As you may know, HoustonGuy, I also have both the Panasonic E80 and Pioneer 420 recorders (not the XP-30, though). I also have a great deal of respect for you, your desire to communicate your enthusiasm for your purchases, and your experiences with DVD recording and pre-digital recording as well. I have regarded you as a sort of older brother in all this DVD recorder stuff. Still, I don't think of the Panasonic-vs.-Pioneer comparison (or Panasonic-vs.-Anyone-Else comparison) as a contest, and certainly don't see it in the stark black-and-white relief that you do.
However, those considering a hard drive DVD recorder for editing, even in the future, might benefit from some information about past and current models, and how their users like(d) them.
For those wishing a comparison of the editing features of these recorders based on a non-HoustonGuy opinion...
1) the Panasonic editing screen is much bigger than the Pioneer. In this sense, the Panasonic is easier on the eyes.
2) While in editing mode, the Pioneer's editing interface allows the user to skip to previously-placed chapter markers (as does the Panasonic). Unlike the Panasonic, the Pioneer also allows the use of TIME SEARCHING
while in editing mode. This allows skipping to a particular minute in the recording. The Panny's version of TIME SEARCH, TIME SLIP, is not available in editing modes. To me, this has always been the most inconvenient aspect of the Panny E80 editing interface. To divide a two-hour recording into two one-hour recordings is much simpler if skipping ahead exactly 60 minutes is enabled. On the Panasonic E80, if one is in the editing modes (shorten segment or divide), to skip to the place where an edit is desired one can fast-forward scan (risking an overshot of the desired division), press commercial skip several times, or rely on markers placed while in the viewing mode. These are all also available on the Pioneer, but so is TIME SEARCH.
ABOVE WAS EDITED TO CORRECT FOR ERROR. COMMERCIAL/CM SKIP does operate in both the E80 and 420 when in editing modes. Sorry, but my memory was faulty. Maybe I'll get an upgrade.

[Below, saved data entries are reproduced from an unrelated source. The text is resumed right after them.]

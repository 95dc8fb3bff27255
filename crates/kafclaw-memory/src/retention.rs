//! Retention classification by source prefix (spec §3).

use chrono::Duration;

/// How long a chunk is kept.
#[derive(Debug, Clone, Copy, PartialEq, Eq)]
pub enum Retention {
    /// Never expires by age; only the hard-cap prune can remove it, and
    /// the hard-cap prune is itself restricted to non-permanent chunks —
    /// so in practice this never expires at all.
    Permanent,
    /// Expires `ttl` after the chunk's last update.
    Ttl(Duration),
}

const PERMANENT_PREFIXES: &[&str] = &["soul:", "user", "consolidated:", "observation:"];

/// Classify a chunk's `source` into its retention policy.
///
/// Permanent prefixes are named explicitly by spec §3
/// (`soul:`, `user`, `consolidated:`, `observation:`); the three named
/// TTL classes (`conversation:` 30d, `tool:` 14d, `group:` 60d) are
/// likewise explicit. Anything else falls back to the `conversation:`
/// default of 30 days — spec names no default for unlisted prefixes, and
/// treating unknowns as ephemeral is the conservative choice (a
/// mis-prefixed chunk ages out rather than accumulating forever).
#[must_use]
pub fn classify(source: &str) -> Retention {
    if PERMANENT_PREFIXES.iter().any(|p| source.starts_with(p)) {
        return Retention::Permanent;
    }
    if source.starts_with("conversation:") {
        return Retention::Ttl(Duration::days(30));
    }
    if source.starts_with("tool:") {
        return Retention::Ttl(Duration::days(14));
    }
    if source.starts_with("group:") {
        return Retention::Ttl(Duration::days(60));
    }
    Retention::Ttl(Duration::days(30))
}

#[cfg(test)]
mod tests {
    use super::*;

    #[test]
    fn soul_and_user_and_consolidated_and_observation_are_permanent() {
        for source in ["soul:identity", "user", "user:alice", "consolidated:2026-07", "observation:123"] {
            assert_eq!(classify(source), Retention::Permanent, "{source}");
        }
    }

    #[test]
    fn named_ttl_classes_match_spec_durations() {
        assert_eq!(classify("conversation:abc"), Retention::Ttl(Duration::days(30)));
        assert_eq!(classify("tool:bash"), Retention::Ttl(Duration::days(14)));
        assert_eq!(classify("group:family"), Retention::Ttl(Duration::days(60)));
    }

    #[test]
    fn unknown_prefix_falls_back_to_thirty_days() {
        assert_eq!(classify("scratch:whatever"), Retention::Ttl(Duration::days(30)));
    }
}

3) The Pioneer 420 allows high-speed copying of edited material to DVD (using "copy lists") without actually altering the original recording on the hard drive. To create a DVD of edited material on the Pan. E80, one must either (a) edit the actual hard drive recording and do a high-speed copy or (b) create a playlist from the hard drive recording and do a lossy real-time copy to DVD. (a) risks making an mistake that permanently damages the recording (to say nothing of fragmenting the hard disk drive), while (b) both takes longer and produces inferior visual results.
Since the E100, (and with models including the E85, and E95), Panasonic has incorporated high-speed playlist dubbing features that are similar to those of the Pioneer 510/420/520, so the disadvantages of the E80 with regards to item 3) are mitigated in more recent Panasonic offerings, if not entirely moot.
As one person (in addition to HoustonGuy) who owns both the E80 and 420, I give the editing match to the Pioneer 420 on points. Sorry HG, but this bout is gonna have to be a split decision (assuming a "winner" can even be declared).